TASK TO CARRY OUT:
Every line of the entries that holds the word "users" is to be copied.

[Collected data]
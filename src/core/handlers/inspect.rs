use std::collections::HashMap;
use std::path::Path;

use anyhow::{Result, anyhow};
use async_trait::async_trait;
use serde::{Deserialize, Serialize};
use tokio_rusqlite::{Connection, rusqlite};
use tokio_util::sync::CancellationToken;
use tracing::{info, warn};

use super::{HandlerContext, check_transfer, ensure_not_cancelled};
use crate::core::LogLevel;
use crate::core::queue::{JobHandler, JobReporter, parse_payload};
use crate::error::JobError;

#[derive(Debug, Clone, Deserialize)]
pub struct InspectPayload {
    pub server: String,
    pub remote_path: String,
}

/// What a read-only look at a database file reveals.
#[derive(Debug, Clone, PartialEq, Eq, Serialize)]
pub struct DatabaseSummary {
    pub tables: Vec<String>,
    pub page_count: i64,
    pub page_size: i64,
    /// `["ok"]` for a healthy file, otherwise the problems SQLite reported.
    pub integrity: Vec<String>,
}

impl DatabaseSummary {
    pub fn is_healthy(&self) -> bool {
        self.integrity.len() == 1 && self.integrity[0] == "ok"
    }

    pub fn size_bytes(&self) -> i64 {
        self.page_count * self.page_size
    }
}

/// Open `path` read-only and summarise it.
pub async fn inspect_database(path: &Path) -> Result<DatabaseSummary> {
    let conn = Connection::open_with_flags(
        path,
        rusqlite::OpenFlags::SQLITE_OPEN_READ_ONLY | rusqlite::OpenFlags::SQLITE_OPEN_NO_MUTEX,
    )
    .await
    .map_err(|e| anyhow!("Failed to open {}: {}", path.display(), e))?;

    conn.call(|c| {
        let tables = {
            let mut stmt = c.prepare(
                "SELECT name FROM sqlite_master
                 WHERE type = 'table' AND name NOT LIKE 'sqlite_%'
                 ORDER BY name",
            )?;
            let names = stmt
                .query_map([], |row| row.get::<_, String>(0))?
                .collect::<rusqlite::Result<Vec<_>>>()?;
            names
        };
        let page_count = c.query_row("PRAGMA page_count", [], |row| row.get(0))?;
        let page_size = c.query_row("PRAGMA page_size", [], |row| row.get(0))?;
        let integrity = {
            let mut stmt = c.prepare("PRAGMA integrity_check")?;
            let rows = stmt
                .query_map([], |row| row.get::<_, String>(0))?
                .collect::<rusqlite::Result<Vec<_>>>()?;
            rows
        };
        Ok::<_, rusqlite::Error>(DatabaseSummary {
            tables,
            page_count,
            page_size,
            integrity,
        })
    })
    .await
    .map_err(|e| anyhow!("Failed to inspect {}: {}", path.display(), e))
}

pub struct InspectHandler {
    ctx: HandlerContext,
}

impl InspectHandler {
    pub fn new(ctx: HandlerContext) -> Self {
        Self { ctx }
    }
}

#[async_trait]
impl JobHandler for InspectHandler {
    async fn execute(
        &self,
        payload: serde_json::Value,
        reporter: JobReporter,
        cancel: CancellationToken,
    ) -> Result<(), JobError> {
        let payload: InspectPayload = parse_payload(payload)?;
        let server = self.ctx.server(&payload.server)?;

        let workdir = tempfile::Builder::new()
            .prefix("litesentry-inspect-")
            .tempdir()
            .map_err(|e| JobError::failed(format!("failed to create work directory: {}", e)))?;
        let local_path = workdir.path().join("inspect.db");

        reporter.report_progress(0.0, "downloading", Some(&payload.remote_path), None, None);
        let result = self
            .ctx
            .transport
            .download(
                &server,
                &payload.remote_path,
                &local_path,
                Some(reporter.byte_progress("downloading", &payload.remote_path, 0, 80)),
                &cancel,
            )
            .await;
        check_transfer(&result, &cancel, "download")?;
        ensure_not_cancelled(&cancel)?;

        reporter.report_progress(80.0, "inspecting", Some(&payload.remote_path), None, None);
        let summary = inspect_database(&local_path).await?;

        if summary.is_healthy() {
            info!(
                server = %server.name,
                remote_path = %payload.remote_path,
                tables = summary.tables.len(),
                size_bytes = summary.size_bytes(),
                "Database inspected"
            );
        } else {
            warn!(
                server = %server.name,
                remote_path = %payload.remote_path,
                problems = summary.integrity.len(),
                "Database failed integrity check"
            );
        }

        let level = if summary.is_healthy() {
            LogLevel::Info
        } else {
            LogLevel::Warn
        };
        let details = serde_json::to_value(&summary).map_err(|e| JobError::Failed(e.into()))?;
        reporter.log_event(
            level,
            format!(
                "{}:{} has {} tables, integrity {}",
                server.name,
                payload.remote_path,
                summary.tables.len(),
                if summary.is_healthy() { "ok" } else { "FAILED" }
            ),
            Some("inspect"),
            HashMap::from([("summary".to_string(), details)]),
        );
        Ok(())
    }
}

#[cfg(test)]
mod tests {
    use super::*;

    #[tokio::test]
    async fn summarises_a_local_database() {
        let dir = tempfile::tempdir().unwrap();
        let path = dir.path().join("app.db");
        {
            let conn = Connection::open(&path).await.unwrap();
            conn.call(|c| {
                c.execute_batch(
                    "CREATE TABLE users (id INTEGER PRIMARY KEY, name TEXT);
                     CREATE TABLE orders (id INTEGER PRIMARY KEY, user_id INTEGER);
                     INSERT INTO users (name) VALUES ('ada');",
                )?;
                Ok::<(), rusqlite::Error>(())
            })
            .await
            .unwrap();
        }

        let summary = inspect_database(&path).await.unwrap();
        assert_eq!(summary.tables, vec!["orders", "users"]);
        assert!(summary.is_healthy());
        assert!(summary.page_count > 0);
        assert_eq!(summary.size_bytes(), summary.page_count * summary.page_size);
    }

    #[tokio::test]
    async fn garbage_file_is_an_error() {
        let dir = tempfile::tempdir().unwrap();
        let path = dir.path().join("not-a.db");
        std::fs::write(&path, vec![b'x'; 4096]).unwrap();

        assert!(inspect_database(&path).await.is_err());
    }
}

WRITTEN RESPONSE:
                    "CREATE TABLE users (id INTEGER PRIMARY KEY, name TEXT);
                     INSERT INTO users (name) VALUES ('ada');",
        assert_eq!(summary.tables, vec!["orders", "users"]);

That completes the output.